**EXERCISE:** Gather every line in the records below that contains the word "ActiveOpen".

**DATASET EXTRACT:**
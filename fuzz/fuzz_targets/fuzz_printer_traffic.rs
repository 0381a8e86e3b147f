#![no_main]
use libfuzzer_sys::arbitrary::{self, Arbitrary};
use libfuzzer_sys::fuzz_target;
use runout_core::mocks::{RecordingNotifier, RecordingPrinter};
use runout_core::{Event, LifecycleEvent, Monitor, PinId, SensorConfig};

#[derive(Debug, Arbitrary)]
enum Step {
    Lifecycle(u8),
    Outgoing(String),
    Response(String),
    Sampled(bool),
}

fuzz_target!(|steps: Vec<Step>| {
    let cfg = SensorConfig {
        pin: Some(PinId { number: 11, bcm: 17 }),
        ..SensorConfig::default()
    };
    let mut m = Monitor::new(cfg, RecordingPrinter::default(), RecordingNotifier::default());
    m.start();
    for step in steps {
        let event = match step {
            Step::Lifecycle(i) => {
                let all = LifecycleEvent::ALL;
                Event::Lifecycle(all[usize::from(i) % all.len()])
            }
            Step::Outgoing(cmd) => Event::Outgoing(cmd),
            Step::Response(line) => Event::Response(line),
            Step::Sampled(present) => Event::Sampled {
                purpose: runout_core::SamplePurpose::Edge,
                epoch: m.epoch(),
                present: Some(present),
            },
        };
        m.handle(event);
        let _ = m.drain_tasks();
    }
});
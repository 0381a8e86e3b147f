use thiserror::Error;

#[derive(Debug, Error)]
pub enum HwError {
    #[error("gpio error: {0}")]
    Gpio(String),
    #[error("gpio {0} is already in use")]
    PinInUse(u8),
    #[error("gpio {0} does not exist on this board")]
    InvalidPin(u8),
    #[error("io: {0}")]
    Io(#[from] std::io::Error),
}

pub type Result<T> = std::result::Result<T, HwError>;
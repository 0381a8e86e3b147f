//! Raspberry Pi GPIO sensor pin (rppal).

use std::time::Duration;

use rppal::gpio::{Event, Gpio, InputPin, Mode, Trigger};
use runout_traits::{Edge, Level, Pull, SensorPin};

use crate::error::{HwError, Result};

type BoxError = Box<dyn std::error::Error + Send + Sync>;

/// What a header pin is currently configured as.
#[derive(Debug, Clone, Copy, PartialEq, Eq)]
pub enum PinFunction {
    Input,
    Output,
    /// Claimed by a peripheral (I2C, SPI, UART, PWM).
    Alternate(u8),
    Unused,
}

fn map_gpio_error(e: rppal::gpio::Error) -> HwError {
    match e {
        rppal::gpio::Error::PinUsed(p) => HwError::PinInUse(p),
        rppal::gpio::Error::PinNotAvailable(p) => HwError::InvalidPin(p),
        rppal::gpio::Error::Io(io) => HwError::Io(io),
        other => HwError::Gpio(other.to_string()),
    }
}

fn function_of(mode: Mode) -> PinFunction {
    match mode {
        Mode::Input => PinFunction::Input,
        Mode::Output => PinFunction::Output,
        Mode::Alt0 => PinFunction::Alternate(0),
        Mode::Alt1 => PinFunction::Alternate(1),
        Mode::Alt2 => PinFunction::Alternate(2),
        Mode::Alt3 => PinFunction::Alternate(3),
        Mode::Alt4 => PinFunction::Alternate(4),
        Mode::Alt5 => PinFunction::Alternate(5),
        #[allow(unreachable_patterns)]
        _ => PinFunction::Unused,
    }
}

fn to_level(level: rppal::gpio::Level) -> Level {
    match level {
        rppal::gpio::Level::Low => Level::Low,
        rppal::gpio::Level::High => Level::High,
    }
}

/// Current function of BCM line `bcm`, without claiming it.
pub fn query_pin_function(bcm: u8) -> Result<PinFunction> {
    let gpio = Gpio::new().map_err(map_gpio_error)?;
    let pin = gpio.get(bcm).map_err(map_gpio_error)?;
    Ok(function_of(pin.mode()))
}

pub struct GpioPin {
    bcm: u8,
    pin: InputPin,
}

impl GpioPin {
    /// Claim BCM line `bcm` as an input with the given pull resistor.
    /// Lines owned by a peripheral are refused.
    pub fn open(bcm: u8, pull: Pull) -> Result<Self> {
        let gpio = Gpio::new().map_err(map_gpio_error)?;
        let pin = gpio.get(bcm).map_err(map_gpio_error)?;
        if let PinFunction::Alternate(alt) = function_of(pin.mode()) {
            tracing::warn!(bcm, alt, "pin is assigned to a peripheral");
            return Err(HwError::PinInUse(bcm));
        }
        let pin = match pull {
            Pull::Up => pin.into_input_pullup(),
            Pull::Down => pin.into_input_pulldown(),
        };
        tracing::debug!(bcm, ?pull, "gpio input configured");
        Ok(Self { bcm, pin })
    }
}

impl SensorPin for GpioPin {
    fn read(&mut self) -> std::result::Result<Level, BoxError> {
        Ok(to_level(self.pin.read()))
    }

    fn watch_edges(
        &mut self,
        edge: Edge,
        bounce: Duration,
        mut on_edge: Box<dyn FnMut(Level) + Send>,
    ) -> std::result::Result<(), BoxError> {
        let trigger = match edge {
            Edge::Rising => Trigger::RisingEdge,
            Edge::Falling => Trigger::FallingEdge,
            Edge::Both => Trigger::Both,
        };
        // rppal applies the bounce window in its interrupt thread
        let debounce = (!bounce.is_zero()).then_some(bounce);
        self.pin
            .set_async_interrupt(trigger, debounce, move |event: Event| {
                let level = match event.trigger {
                    Trigger::RisingEdge => Level::High,
                    _ => Level::Low,
                };
                on_edge(level);
            })
            .map_err(|e| Box::new(map_gpio_error(e)) as BoxError)?;
        tracing::debug!(bcm = self.bcm, ?edge, "gpio interrupt registered");
        Ok(())
    }

    fn unwatch_edges(&mut self) -> std::result::Result<(), BoxError> {
        self.pin
            .clear_async_interrupt()
            .map_err(|e| Box::new(map_gpio_error(e)) as BoxError)
    }
}

/// Pin factory for the runtime.
pub fn open_sensor_pin(
    bcm: u8,
    pull: Pull,
) -> std::result::Result<Box<dyn SensorPin + Send>, BoxError> {
    Ok(Box::new(GpioPin::open(bcm, pull)?))
}
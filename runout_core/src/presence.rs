//! Raw pin level → "filament present".
//!
//! Present iff `(level + power + trigger) mod 2 == 0`. The power bit says
//! which level a closed switch produces (ground wiring pulls a closed switch
//! low), the trigger bit says whether closed or open means "out of filament".

use runout_traits::{Level, SensorPin};

use crate::config::{Power, SensorConfig, TriggerMode};
use crate::error::RunoutError;
use crate::hw_error::map_sensor_error;

#[inline]
pub fn is_present(level: Level, power: Power, trigger: TriggerMode) -> bool {
    (level.bit() + power.bit() + trigger.bit()) % 2 == 0
}

#[inline]
pub fn evaluate(level: Level, config: &SensorConfig) -> bool {
    is_present(level, config.power, config.trigger)
}

/// The pin level that reads as "no filament".
pub fn runout_level(power: Power, trigger: TriggerMode) -> Level {
    Level::from_bit((1 + power.bit() + trigger.bit()) % 2)
}

/// One raw read, evaluated.
pub fn read_presence<P: SensorPin + ?Sized>(
    pin: &mut P,
    config: &SensorConfig,
) -> Result<bool, RunoutError> {
    let level = pin.read().map_err(|e| map_sensor_error(e.as_ref()))?;
    Ok(evaluate(level, config))
}

#[cfg(test)]
mod tests {
    use super::*;
    use proptest::prelude::*;
    use rstest::rstest;

    fn power(bit: u8) -> Power {
        if bit == 0 { Power::Grounded } else { Power::Powered }
    }

    fn trigger(bit: u8) -> TriggerMode {
        if bit == 0 {
            TriggerMode::ActiveOpen
        } else {
            TriggerMode::ActiveClosed
        }
    }

    #[rstest]
    #[case(0, 0, 0, true)]
    #[case(1, 0, 0, false)]
    #[case(0, 1, 0, false)]
    #[case(1, 1, 0, true)]
    #[case(0, 0, 1, false)]
    #[case(1, 0, 1, true)]
    #[case(0, 1, 1, true)]
    #[case(1, 1, 1, false)]
    fn parity_table(#[case] l: u8, #[case] p: u8, #[case] t: u8, #[case] present: bool) {
        assert_eq!(is_present(Level::from_bit(l), power(p), trigger(t)), present);
    }

    #[test]
    fn grounded_open_switch_reads_high_and_means_runout() {
        // pull-up holds an open switch high
        assert!(!is_present(Level::High, Power::Grounded, TriggerMode::ActiveOpen));
        assert_eq!(runout_level(Power::Grounded, TriggerMode::ActiveOpen), Level::High);
        assert_eq!(runout_level(Power::Grounded, TriggerMode::ActiveClosed), Level::Low);
    }

    proptest! {
        #[test]
        fn matches_parity_formula(l in 0u8..2, p in 0u8..2, t in 0u8..2) {
            let got = is_present(Level::from_bit(l), power(p), trigger(t));
            prop_assert_eq!(got, (l + p + t) % 2 == 0);
        }

        #[test]
        fn runout_level_is_never_present(p in 0u8..2, t in 0u8..2) {
            let level = runout_level(power(p), trigger(t));
            prop_assert!(!is_present(level, power(p), trigger(t)));
        }
    }
}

**RESPONSE TO THE EXERCISE:**
            TriggerMode::ActiveOpen
        assert!(!is_present(Level::High, Power::Grounded, TriggerMode::ActiveOpen));
        assert_eq!(runout_level(Power::Grounded, TriggerMode::ActiveOpen), Level::High);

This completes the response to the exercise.